Introdução
A divisão
do dia em três intervalos de 8 horas é arbitrária. Sua motivação
é apenas a de dividir 24 horas em três partes iguais. Desta
divisão, mais do que de qualquer evidência, surgem padrões
comportamentais como a jornada de 8 horas de trabalho e a necessidade
de dormir 8 horas por dia. No ideal original as outras 8 horas seriam
dedicadas ao lazer. Em vista das jornadas absurdas de trabalho de 16
horas diárias em 1817 as motivações dessa proposta de divisão
feita por Robert Owen são justificadas. Mas só porque ela é
responsável por um importante ganho no direito dos trabalhadores não
quer dizer que está correta.
Em tempos
pré-revolução industrial sociedades de catadores-coletores tinham
jornadas de 3 a 4 horas diárias de trabalho esparsados ao longo do
dia. Também sua postura em relação ao sono era diferente. Mais
comum era dormir durante a noite em dois ou três períodos divididos
por intervalos de semi-vigília. Apesar disso, não só porque um
comportamento foi o mais comum durante a maior parte da história da
humanidade é necessário que seja o melhor para nós. Atualmente
pesquisas confirmam que nossa capacidade de atenção dura períodos
curtos de tempo (90 mins) e que pequenos intervalos de descanso (20
mins) aumentam a capacidade de foco e produtividades. Assim, além da
quantidade, também a divisão em três blocos imensos e contínuos
de trabalho, descanso e lazer não parecem ser o ideal para se
aproveitar nossa natureza humana.
Estado da
questão
Hoje em dia
cresce o debate acerca da redução da jornada de trabalho. Na maior
parte as justificativas por essa redução respondem a crítica de
Marx. Segundo ele exigir muito da força de trabalho acaba matando
essa força. Neste espírito, buscam-se experiências
que mostrem como uma jornada mais condensada é melhor para
trabalhadores e empresas pois aumentam a produtividade. O exemplo
clássico é o da Ford, pioneira na redução da jornada de trabalho
para 8 horas que, aliado ao aumento de 100% nos salários dos
trabalhadores, dobrou seus lucros. Hoje em dia, as famosas jornadas
flexíveis da Google tentam repetir este pioneirismo atacando não só
a quantidade mas a distribuição do período de trabalho.
Além disso,
outra motivação comum para redução da carga horária é política.

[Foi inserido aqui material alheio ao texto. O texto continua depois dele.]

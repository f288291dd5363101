//! Modulation configuration and the demodulator strategy trait

use crate::error::config_error;
use crate::Result;
use serde::{Deserialize, Serialize};
use tonelink_core::{buffer::RingBuffer, filter::WindowKind};

/// Which demodulation strategy a link uses
#[derive(Debug, Clone, Copy, PartialEq, Eq, Serialize, Deserialize)]
#[serde(rename_all = "lowercase")]
pub enum Scheme {
    /// One bit per tone, comb filter + PLL receiver
    Fsk,
    /// Several bits per tone, FFT peak receiver
    Mfsk,
}

/// Mapping from tone index to frequency
#[derive(Debug, Clone, Copy, PartialEq, Eq, Serialize, Deserialize)]
#[serde(rename_all = "snake_case")]
pub enum FrequencyShaping {
    /// `base + spacing * tone`
    Linear,
    /// `base + spacing * tone^1.5`
    Power3Halves,
}

/// How a receiver finds the start of a transmission
#[derive(Debug, Clone, PartialEq, Serialize, Deserialize)]
#[serde(tag = "kind", rename_all = "snake_case")]
pub enum SyncScheme {
    /// Bit pattern preceded by alternating training bits (FSK)
    Marker { marker: String, training_bits: usize },
    /// Linear frequency sweep located by regression (MFSK)
    Sweep {
        start_freq: f64,
        end_freq: f64,
        samples: usize,
        /// Number of FFT windows the sweep is divided into
        split: usize,
        /// Absolute tolerance on the fitted samples-per-Hz slope
        slope_tolerance: f64,
        /// Extra samples added to the predicted first midpoint
        calibration_offset: i64,
    },
    /// A quiet gap of at least `min_samples` before the first tone (MFSK)
    Silence { level: i16, min_samples: usize },
}

/// Discontinuity suppression between consecutive tones
#[derive(Debug, Clone, Copy, PartialEq, Eq, Serialize, Deserialize)]
#[serde(tag = "kind", rename_all = "snake_case")]
pub enum Smoothing {
    /// Independent bursts, trimmed to a zero crossing and faded at both ends.
    /// A `fade_divisor` of 0 disables the fade.
    ClickSuppression {
        stop_at_zero_crossing: bool,
        fade_divisor: usize,
    },
    /// Single phase-continuous waveform whose frequency track is smoothed
    /// by a raised-cosine kernel one `kernel_divisor`-th of a tone wide.
    ContinuousPhase { kernel_divisor: usize },
}

/// Low-pass filter applied after the FSK comb filter
#[derive(Debug, Clone, Copy, PartialEq, Serialize, Deserialize)]
pub struct LowpassConfig {
    pub cutoff: f64,
    pub taps: usize,
    pub window: WindowKind,
}

impl Default for LowpassConfig {
    fn default() -> Self {
        Self {
            cutoff: 760.0,
            taps: 101,
            window: WindowKind::Hann,
        }
    }
}

/// Complete, immutable description of the air interface.
///
/// Construct with a preset or deserialize from a profile, then call
/// [`ModulationConfig::validate`] once at startup.
#[derive(Debug, Clone, PartialEq, Serialize, Deserialize)]
pub struct ModulationConfig {
    pub scheme: Scheme,
    pub sample_rate: u32,
    /// Must divide `sample_rate` exactly
    pub tones_per_second: u32,
    /// Bits carried by one tone: 1, 2, 4 or 8
    pub tone_bits: u8,
    pub freq_base: f64,
    pub freq_spacing: f64,
    pub shaping: FrequencyShaping,
    pub sync: SyncScheme,
    pub smoothing: Smoothing,
    pub use_gray: bool,
    /// MFSK reads `2 * samples_per_tone / read_fraction` samples per tone
    pub read_fraction: usize,
    /// Added to the fractional tone index before rounding
    pub tone_calibration_offset: f64,
    /// Sentinel tones appended after the packet
    pub end_tones: usize,
    pub lowpass: LowpassConfig,
    /// Peak amplitude as a fraction of full scale
    pub amplitude: f64,
}

impl Default for ModulationConfig {
    fn default() -> Self {
        Self::mfsk()
    }
}

impl ModulationConfig {
    /// 1920 baud binary FSK: mark (bit 1) at 1920 Hz, space (bit 0) at 3840 Hz
    pub fn fsk() -> Self {
        Self {
            scheme: Scheme::Fsk,
            sample_rate: 48_000,
            tones_per_second: 1920,
            tone_bits: 1,
            freq_base: 3840.0,
            freq_spacing: -1920.0,
            shaping: FrequencyShaping::Linear,
            sync: SyncScheme::Marker {
                marker: "RAPHBIN".to_string(),
                training_bits: 32,
            },
            smoothing: Smoothing::ContinuousPhase { kernel_divisor: 4 },
            use_gray: false,
            read_fraction: 8,
            tone_calibration_offset: 0.0,
            end_tones: 16,
            lowpass: LowpassConfig::default(),
            amplitude: 1.0,
        }
    }

    /// 48 tones per second, 16 tones between 500 Hz and 6000 Hz, sweep sync
    pub fn mfsk() -> Self {
        Self {
            scheme: Scheme::Mfsk,
            sample_rate: 48_000,
            tones_per_second: 48,
            tone_bits: 4,
            freq_base: 500.0,
            freq_spacing: (6000.0 - 500.0) / 15.0,
            shaping: FrequencyShaping::Linear,
            sync: SyncScheme::Sweep {
                start_freq: 500.0,
                end_freq: 6000.0,
                samples: 48_000,
                split: 60,
                slope_tolerance: 0.05,
                calibration_offset: 24,
            },
            smoothing: Smoothing::ContinuousPhase { kernel_divisor: 4 },
            use_gray: false,
            read_fraction: 8,
            tone_calibration_offset: 0.0,
            end_tones: 1,
            lowpass: LowpassConfig::default(),
            amplitude: 1.0,
        }
    }

    pub fn samples_per_tone(&self) -> usize {
        (self.sample_rate / self.tones_per_second.max(1)) as usize
    }

    /// Number of data tones, `2^tone_bits`
    pub fn tone_count(&self) -> u32 {
        1u32 << self.tone_bits
    }

    /// Out-of-band tone marking the end of an MFSK transmission
    pub fn end_tone(&self) -> u32 {
        self.tone_count()
    }

    /// Half-width of the MFSK analysis window around a tone midpoint
    pub fn read_size(&self) -> usize {
        self.samples_per_tone() / self.read_fraction.max(1)
    }

    pub fn bits_per_second(&self) -> u32 {
        self.tones_per_second * self.tone_bits as u32
    }

    /// Frequency in Hz of a (possibly fractional) tone index
    pub fn frequency(&self, tone: f64) -> f64 {
        match self.shaping {
            FrequencyShaping::Linear => self.freq_base + self.freq_spacing * tone,
            FrequencyShaping::Power3Halves => {
                self.freq_base + self.freq_spacing * tone.max(0.0).powf(1.5)
            }
        }
    }

    /// Fractional tone index for a measured frequency, calibration included
    pub fn tone_index(&self, frequency: f64) -> f64 {
        let linear = (frequency - self.freq_base) / self.freq_spacing;
        let index = match self.shaping {
            FrequencyShaping::Linear => linear,
            FrequencyShaping::Power3Halves => linear.signum() * linear.abs().powf(2.0 / 3.0),
        };
        index + self.tone_calibration_offset
    }

    /// Samples a receiver must keep around while waiting for sync
    pub fn sync_span(&self) -> usize {
        match &self.sync {
            SyncScheme::Marker { marker, .. } => marker.len() * 8 * self.samples_per_tone(),
            SyncScheme::Sweep { samples, .. } => *samples,
            SyncScheme::Silence { min_samples, .. } => *min_samples,
        }
    }

    /// Cross-check every field. Intended to run once at startup.
    pub fn validate(&self) -> Result<()> {
        if self.sample_rate == 0 || self.tones_per_second == 0 {
            return Err(config_error("sample_rate and tones_per_second must be positive"));
        }
        if self.sample_rate % self.tones_per_second != 0 {
            return Err(config_error(format!(
                "tones_per_second {} does not divide sample_rate {}",
                self.tones_per_second, self.sample_rate
            )));
        }
        if ![1, 2, 4, 8].contains(&self.tone_bits) {
            return Err(config_error(format!(
                "tone_bits must be 1, 2, 4 or 8, got {}",
                self.tone_bits
            )));
        }
        if self.freq_spacing == 0.0 {
            return Err(config_error("freq_spacing must not be zero"));
        }
        if !(self.amplitude > 0.0 && self.amplitude <= 1.0) {
            return Err(config_error(format!("amplitude {} outside (0, 1]", self.amplitude)));
        }

        let nyquist = self.sample_rate as f64 / 2.0;
        let spt = self.samples_per_tone();

        match self.scheme {
            Scheme::Fsk => {
                if self.tone_bits != 1 {
                    return Err(config_error("FSK carries exactly one bit per tone"));
                }
                if spt < 2 {
                    return Err(config_error("FSK needs at least two samples per tone"));
                }
                if self.lowpass.cutoff <= 0.0 || self.lowpass.cutoff >= nyquist || self.lowpass.taps == 0 {
                    return Err(config_error(format!(
                        "invalid low-pass: cutoff {} Hz, {} taps",
                        self.lowpass.cutoff, self.lowpass.taps
                    )));
                }
                match &self.sync {
                    SyncScheme::Marker { marker, .. } if !marker.is_empty() => {}
                    SyncScheme::Marker { .. } => return Err(config_error("start marker is empty")),
                    _ => return Err(config_error("FSK requires marker synchronization")),
                }
            }
            Scheme::Mfsk => {
                if self.read_fraction == 0 || self.read_size() == 0 {
                    return Err(config_error(format!(
                        "read_fraction {} leaves no samples to analyze",
                        self.read_fraction
                    )));
                }
                match &self.sync {
                    SyncScheme::Sweep {
                        start_freq,
                        end_freq,
                        samples,
                        split,
                        slope_tolerance,
                        ..
                    } => {
                        if *split < 2 || samples / split < 2 {
                            return Err(config_error(format!(
                                "sweep of {} samples cannot be split into {} windows",
                                samples, split
                            )));
                        }
                        if start_freq == end_freq {
                            return Err(config_error("sweep start and end frequency are equal"));
                        }
                        for f in [*start_freq, *end_freq] {
                            if f <= 0.0 || f >= nyquist {
                                return Err(config_error(format!(
                                    "sweep frequency {} Hz outside (0, {})",
                                    f, nyquist
                                )));
                            }
                        }
                        if *slope_tolerance <= 0.0 {
                            return Err(config_error("slope_tolerance must be positive"));
                        }
                    }
                    SyncScheme::Silence { level, min_samples } => {
                        if *level <= 0 || *min_samples == 0 {
                            return Err(config_error("silence sync needs a positive level and duration"));
                        }
                    }
                    SyncScheme::Marker { .. } => {
                        return Err(config_error("MFSK requires sweep or silence synchronization"))
                    }
                }
            }
        }

        // FSK never transmits the out-of-band tone, MFSK does
        let highest = match self.scheme {
            Scheme::Fsk => self.tone_count() - 1,
            Scheme::Mfsk => self.end_tone(),
        };
        for tone in 0..=highest {
            let f = self.frequency(tone as f64);
            if f <= 0.0 || f >= nyquist {
                return Err(config_error(format!(
                    "tone {} maps to {:.1} Hz, outside (0, {})",
                    tone, f, nyquist
                )));
            }
        }

        match self.smoothing {
            Smoothing::ContinuousPhase { kernel_divisor } => {
                if kernel_divisor == 0 || spt / kernel_divisor == 0 {
                    return Err(config_error("smoothing kernel would be empty"));
                }
            }
            Smoothing::ClickSuppression { fade_divisor, .. } => {
                if fade_divisor > spt {
                    return Err(config_error("fade_divisor exceeds samples per tone"));
                }
            }
        }

        Ok(())
    }
}

/// One tone decision made by a demodulator
#[derive(Debug, Clone, Copy, PartialEq, Eq)]
pub enum DecodedTone {
    /// Data symbol in `0..2^tone_bits`
    Data(u8),
    /// The out-of-band end-of-transmission tone
    End,
    /// Anything else; means the receiver lost synchronization
    Invalid(i32),
}

impl DecodedTone {
    /// Classify a rounded tone index
    pub fn from_index(index: i32, tone_bits: u8) -> Self {
        let count = 1i32 << tone_bits;
        if (0..count).contains(&index) {
            DecodedTone::Data(index as u8)
        } else if index == count {
            DecodedTone::End
        } else {
            DecodedTone::Invalid(index)
        }
    }
}

/// How a receiver knows a packet is over
#[derive(Debug, Clone, Copy, PartialEq, Eq)]
pub enum PacketEnd {
    /// When the bits announced by the packet header have arrived
    Length,
    /// When the end tone is heard
    EndTone,
}

/// Streaming demodulation strategy, chosen once from the configuration.
///
/// Cursors are absolute sample positions in the [`RingBuffer`]. Callers make
/// sure the cursor (minus [`Demodulator::lookbehind`]) has not been
/// overwritten before calling in.
pub trait Demodulator: Send {
    /// Search buffered audio from `cursor` for the start of a transmission.
    ///
    /// Returns `true` with the cursor placed on the first data tone, or
    /// `false` with the cursor at the oldest position still worth keeping.
    fn acquire(&mut self, ring: &RingBuffer, cursor: &mut u64) -> Result<bool>;

    /// Decide the tone at `cursor` if enough audio has arrived, advancing the
    /// cursor past it.
    fn next_tone(&mut self, ring: &RingBuffer, cursor: &mut u64) -> Result<Option<DecodedTone>>;

    fn packet_end(&self) -> PacketEnd;

    /// Tone repeated after a packet that the receiver should skip over
    fn trailer_tone(&self) -> DecodedTone;

    /// Samples before the cursor that `next_tone` still reads
    fn lookbehind(&self) -> usize;

    /// Samples to retain when no sync was found
    fn sync_span(&self) -> usize;

    /// Forget acquisition progress after a packet or a desync
    fn reset(&mut self);
}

Seus defensores argumentam que uma dupla jornada mais curta aparece
como candidata a amenizar a crise de emprego no mundo desenvolvido.
Mas talvez haja ainda outro motivo para a redução da jornada de
trabalho, o comportamento moral.
Uma nova
hipótese
Pesquisas
comportamentais revelam que o cérebro age como um músculo. A
analogia quer dizer que ele precisa ser exercitado para atuar, mas
que, cansado após muito exercício, fica mais propenso a falhar. O
autocontrole segue o estado do cérebro. Após um dia extenuante de
trabalho é muito mais difícil resistir a uma sobremesa do que logo
pela manhã. É neste ponto que a moral entra na história. Fazer uma
escolha moral muitas vezes implica em autocontrole já que é preciso
deixar de buscar um prazer próprio e imediato para se alcançar o
bem-estar comunitário no futuro. Uma hipótese seria que pessoas
mais descansadas estariam mais aptas a agirem moralmente.
Adotar esta
hipótese como motivo para a redução da jornada de trabalho não é
tão absurdo quanto parece. Assim como um motorista extenuado é um
perigo para o trânsito, um trabalhador extenuado pode ser visto como
um perigo para a comunidade. As chances de uma reação violenta, por
exemplo, aumentam quando o autocontrole diminui. Tem que ser
verificado, mas parece plausível supor que jornadas estafantes
tenham algum efeito, por exemplo, a casos de violência doméstica. Neste
quadro, um trabalhador que trabalha menos e em períodos esparsos
alternados com descanso e lazer encontraria mais energia, não só
para produzir, mas para gerir melhor sua vida social.
No
altruísmo eficaz
Resta agora
pensar a questão em relação ao altruísmo. Quem parar para
analisar vai ver que a maioria dos nossos gastos é supérfluo.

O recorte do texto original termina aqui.